:: Task to carry out ::
Look through the listing for the word "while". Copy each line that has it.

※ ※ ※

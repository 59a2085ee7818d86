//! Recorder session: record, play back and export one take at a time.
//!
//! Capture runs on a worker thread that owns the input stream and hands each
//! chunk over a bounded channel; [`Recorder::poll`] moves them into the
//! [`CaptureBuffer`]. Playback runs on a second worker thread that writes the
//! frozen take chunk by chunk and checks a cancellation flag between chunks
//! and while the queued tail plays out, so stopping playback takes effect after
//! the chunk in flight and discards whatever the device still has queued.

use std::path::Path;
use std::sync::Arc;
use std::sync::atomic::{AtomicBool, Ordering};
use std::sync::mpsc::{self, Receiver, SyncSender, TryRecvError};
use std::thread::{self, JoinHandle};
use std::time::Duration;

use tracing::{debug, error, info, warn};

use crate::audio::{AudioBackend, CaptureBuffer, InputStream, OutputStream, SessionConfig};
use crate::error::{RecorderError, Result};
use crate::wav;

/// Chunks that may wait in the capture channel before the worker blocks.
const CAPTURE_CHANNEL_CAPACITY: usize = 64;

/// Message from the capture worker.
enum CaptureEvent {
    Chunk(Vec<u8>),
    Failed(RecorderError),
}

struct CaptureWorker {
    interrupt: Arc<AtomicBool>,
    receiver: Receiver<CaptureEvent>,
    handle: JoinHandle<()>,
}

struct PlaybackWorker {
    cancel: Arc<AtomicBool>,
    handle: JoinHandle<Result<PlaybackSummary>>,
}

/// Description of the current take.
#[derive(Debug, Clone, Copy, PartialEq, Eq)]
pub struct TakeSummary {
    pub chunks: usize,
    pub bytes: usize,
    pub duration: Duration,
    pub sample_rate: u32,
}

/// Outcome of a playback run.
#[derive(Debug, Clone, Copy, PartialEq, Eq)]
pub struct PlaybackSummary {
    pub chunks_written: usize,
    pub total_chunks: usize,
    pub cancelled: bool,
}

/// Something the session finished on its own, reported by [`Recorder::poll`].
#[derive(Debug, Clone, Copy, PartialEq, Eq)]
pub enum SessionEvent {
    PlaybackFinished(PlaybackSummary),
}

/// One recorder: the current take, its configuration and the running workers.
pub struct Recorder {
    backend: Arc<dyn AudioBackend>,
    next_config: SessionConfig,
    buffer: CaptureBuffer,
    capture: Option<CaptureWorker>,
    playback: Option<PlaybackWorker>,
    has_take: bool,
}

impl Recorder {
    /// Create an idle recorder whose first take will use `sample_rate`.
    pub fn new(backend: Arc<dyn AudioBackend>, sample_rate: u32) -> Self {
        let config = SessionConfig::new(sample_rate);
        Self {
            backend,
            next_config: config,
            buffer: CaptureBuffer::new(config),
            capture: None,
            playback: None,
            has_take: false,
        }
    }

    pub fn backend(&self) -> &Arc<dyn AudioBackend> {
        &self.backend
    }

    pub fn is_recording(&self) -> bool {
        self.capture.is_some()
    }

    pub fn is_playing(&self) -> bool {
        self.playback.is_some()
    }

    /// Whether a recording has been completed (the take may still be empty).
    pub fn has_take(&self) -> bool {
        self.has_take
    }

    /// Sample rate the next recording will use.
    pub fn sample_rate(&self) -> u32 {
        self.next_config.sample_rate
    }

    /// Select the sample rate for the next recording. Refused while recording.
    pub fn set_sample_rate(&mut self, sample_rate: u32) -> Result<()> {
        if self.is_recording() {
            return Err(RecorderError::RecordingActive);
        }
        self.next_config = SessionConfig::new(sample_rate);
        debug!("Next recording will use {} Hz", sample_rate);
        Ok(())
    }

    /// Configuration of the current take.
    pub fn take_config(&self) -> SessionConfig {
        self.buffer.config()
    }

    pub fn take_summary(&self) -> TakeSummary {
        TakeSummary {
            chunks: self.buffer.chunk_count(),
            bytes: self.buffer.len_bytes(),
            duration: self.buffer.duration(),
            sample_rate: self.buffer.config().sample_rate,
        }
    }

    /// Open the input device, discard the previous take and start capturing.
    ///
    /// If the device cannot be opened the previous take is kept and the recorder stays idle.
    pub fn start_recording(&mut self) -> Result<()> {
        if self.is_recording() {
            return Err(RecorderError::RecordingActive);
        }
        if self.is_playing() {
            return Err(RecorderError::PlaybackActive);
        }

        let config = self.next_config;
        let worker = spawn_capture(self.backend.clone(), config)?;

        self.buffer.reset_with(config);
        self.buffer.begin();
        self.capture = Some(worker);
        info!("Recording started at {} Hz", config.sample_rate);
        Ok(())
    }

    /// Stop capturing, close the input device and freeze the take.
    ///
    /// Chunks that completed before the stop are kept. Without an active recording
    /// this only reports the current take.
    pub fn stop_recording(&mut self) -> Result<TakeSummary> {
        let Some(worker) = self.capture.take() else {
            return Ok(self.take_summary());
        };

        let failure = self.finish_capture(worker);
        self.buffer.finish();
        self.has_take = true;

        let summary = self.take_summary();
        info!("Recording stopped: {} chunks, {:.2}s", summary.chunks, summary.duration.as_secs_f64());

        match failure {
            Some(e) => Err(e),
            None => Ok(summary),
        }
    }

    /// Move captured chunks into the buffer and reap a finished playback.
    ///
    /// A capture failure ends the recording (the device is already closed) and is
    /// returned; chunks captured before the failure are kept. A playback failure
    /// is returned once the playback worker has exited.
    pub fn poll(&mut self) -> Result<Option<SessionEvent>> {
        if let Some(worker) = &self.capture {
            let mut failure = None;
            loop {
                match worker.receiver.try_recv() {
                    Ok(CaptureEvent::Chunk(chunk)) => self.buffer.append(chunk),
                    Ok(CaptureEvent::Failed(e)) => {
                        failure = Some(e);
                        break;
                    }
                    Err(TryRecvError::Empty) => break,
                    Err(TryRecvError::Disconnected) => {
                        failure = Some(RecorderError::Stream("Capture thread exited unexpectedly".to_string()));
                        break;
                    }
                }
            }

            if let Some(e) = failure {
                error!("Recording aborted: {}", e);
                if let Some(worker) = self.capture.take() {
                    self.finish_capture(worker);
                }
                self.buffer.finish();
                self.has_take = true;
                return Err(e);
            }
        }

        if let Some(worker) = self.playback.take_if(|p| p.handle.is_finished()) {
            let summary = join_playback(worker)?;
            return Ok(Some(SessionEvent::PlaybackFinished(summary)));
        }

        Ok(None)
    }

    /// Start playing the current take on the default output device.
    pub fn start_playback(&mut self) -> Result<()> {
        if self.is_recording() {
            return Err(RecorderError::RecordingActive);
        }
        if self.is_playing() {
            return Err(RecorderError::PlaybackActive);
        }

        let config = self.buffer.config();
        let frames = self.buffer.snapshot();
        let total_chunks = self.buffer.chunk_count();

        self.playback = Some(spawn_playback(self.backend.clone(), config, frames)?);
        info!("Playback started: {} chunks at {} Hz", total_chunks, config.sample_rate);
        Ok(())
    }

    /// Cancel playback after the chunk in flight and close the output device.
    ///
    /// Returns `None` if nothing was playing.
    pub fn stop_playback(&mut self) -> Result<Option<PlaybackSummary>> {
        let Some(worker) = self.playback.take() else {
            return Ok(None);
        };
        worker.cancel.store(true, Ordering::SeqCst);
        join_playback(worker).map(Some)
    }

    /// Block until the current playback ends on its own.
    pub fn wait_playback(&mut self) -> Result<Option<PlaybackSummary>> {
        match self.playback.take() {
            Some(worker) => join_playback(worker).map(Some),
            None => Ok(None),
        }
    }

    /// Write the current take to `path` as a WAV file.
    pub fn export(&self, path: &Path) -> Result<()> {
        if self.is_recording() {
            return Err(RecorderError::RecordingActive);
        }
        wav::export_wav(path, &self.buffer.config(), &self.buffer.snapshot())
    }

    /// Interrupt the capture worker, collect the chunks it already produced and join it.
    fn finish_capture(&mut self, worker: CaptureWorker) -> Option<RecorderError> {
        worker.interrupt.store(true, Ordering::SeqCst);

        // Draining also unblocks a worker waiting on a full channel
        let mut failure = None;
        for event in worker.receiver.iter() {
            match event {
                CaptureEvent::Chunk(chunk) => self.buffer.append(chunk),
                CaptureEvent::Failed(e) => failure = Some(e),
            }
        }

        if worker.handle.join().is_err() {
            warn!("Capture thread panicked");
            if failure.is_none() {
                failure = Some(RecorderError::Stream("Capture thread panicked".to_string()));
            }
        }
        failure
    }
}

impl Drop for Recorder {
    fn drop(&mut self) {
        if let Some(worker) = self.capture.take() {
            self.finish_capture(worker);
            self.buffer.finish();
        }
        if let Err(e) = self.stop_playback() {
            debug!("Playback ended with error during shutdown: {}", e);
        }
    }
}

/// Spawn the capture worker and wait until it has opened the input device.
fn spawn_capture(backend: Arc<dyn AudioBackend>, config: SessionConfig) -> Result<CaptureWorker> {
    let (ready_tx, ready_rx) = mpsc::sync_channel::<Result<Arc<AtomicBool>>>(1);
    let (sender, receiver) = mpsc::sync_channel::<CaptureEvent>(CAPTURE_CHANNEL_CAPACITY);

    let handle = thread::Builder::new().name("capture".to_string()).spawn(move || {
        let mut input = match backend.open_input(&config) {
            Ok(input) => input,
            Err(e) => {
                let _ = ready_tx.send(Err(e));
                return;
            }
        };
        if ready_tx.send(Ok(input.interrupt_flag())).is_err() {
            input.close();
            return;
        }

        run_capture_loop(input.as_mut(), &sender);
        input.close();
        debug!("Capture thread exiting");
    })?;

    match ready_rx.recv() {
        Ok(Ok(interrupt)) => Ok(CaptureWorker { interrupt, receiver, handle }),
        Ok(Err(e)) => {
            let _ = handle.join();
            Err(e)
        }
        Err(_) => {
            let _ = handle.join();
            Err(RecorderError::Stream("Capture thread exited before opening the device".to_string()))
        }
    }
}

/// Read chunks until interrupted, the receiver goes away, or a read fails.
fn run_capture_loop(input: &mut dyn InputStream, sender: &SyncSender<CaptureEvent>) {
    loop {
        match input.read_chunk() {
            Ok(Some(chunk)) => {
                if sender.send(CaptureEvent::Chunk(chunk)).is_err() {
                    debug!("Capture channel closed");
                    return;
                }
            }
            Ok(None) => return,
            Err(e) => {
                let _ = sender.send(CaptureEvent::Failed(e));
                return;
            }
        }
    }
}

/// Spawn the playback worker and wait until it has opened the output device.
fn spawn_playback(backend: Arc<dyn AudioBackend>, config: SessionConfig, frames: Vec<u8>) -> Result<PlaybackWorker> {
    let (ready_tx, ready_rx) = mpsc::sync_channel::<Result<()>>(1);
    let cancel = Arc::new(AtomicBool::new(false));
    let worker_cancel = cancel.clone();

    let handle = thread::Builder::new().name("playback".to_string()).spawn(move || {
        let mut output = match backend.open_output(&config) {
            Ok(output) => output,
            Err(e) => {
                let _ = ready_tx.send(Err(e));
                return Err(RecorderError::DeviceUnavailable("Output device did not open".to_string()));
            }
        };
        let _ = ready_tx.send(Ok(()));

        run_playback_loop(output.as_mut(), &frames, config.chunk_bytes(), &worker_cancel)
    })?;

    match ready_rx.recv() {
        Ok(Ok(())) => Ok(PlaybackWorker { cancel, handle }),
        Ok(Err(e)) => {
            let _ = handle.join();
            Err(e)
        }
        Err(_) => {
            let _ = handle.join();
            Err(RecorderError::Stream("Playback thread exited before opening the device".to_string()))
        }
    }
}

/// Write chunks in capture order, checking `cancel` before each one and while
/// the queued tail plays out.
///
/// The output is aborted on cancellation or failure and closed (drained) otherwise.
fn run_playback_loop(output: &mut dyn OutputStream, frames: &[u8], chunk_bytes: usize, cancel: &AtomicBool) -> Result<PlaybackSummary> {
    let total_chunks = frames.len().div_ceil(chunk_bytes);
    let mut chunks_written = 0;
    let mut cancelled = false;

    for chunk in frames.chunks(chunk_bytes) {
        if cancel.load(Ordering::SeqCst) {
            cancelled = true;
            break;
        }
        if let Err(e) = output.write_chunk(chunk) {
            output.abort();
            return Err(e);
        }
        chunks_written += 1;
    }

    if !cancelled && !output.drain(cancel) {
        cancelled = true;
    }

    if cancelled {
        output.abort();
    } else {
        output.close();
    }

    debug!("Playback wrote {}/{} chunks", chunks_written, total_chunks);
    Ok(PlaybackSummary {
        chunks_written,
        total_chunks,
        cancelled,
    })
}

fn join_playback(worker: PlaybackWorker) -> Result<PlaybackSummary> {
    match worker.handle.join() {
        Ok(result) => {
            if let Ok(summary) = &result {
                info!("Playback finished: {}/{} chunks{}", summary.chunks_written, summary.total_chunks, if summary.cancelled { " (stopped)" } else { "" });
            }
            result
        }
        Err(_) => Err(RecorderError::Stream("Playback thread panicked".to_string())),
    }
}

※ ※ ※

:: Response area ::
//! and while the queued tail plays out, so stopping playback takes effect after
    /// Select the sample rate for the next recording. Refused while recording.
/// Write chunks in capture order, checking `cancel` before each one and while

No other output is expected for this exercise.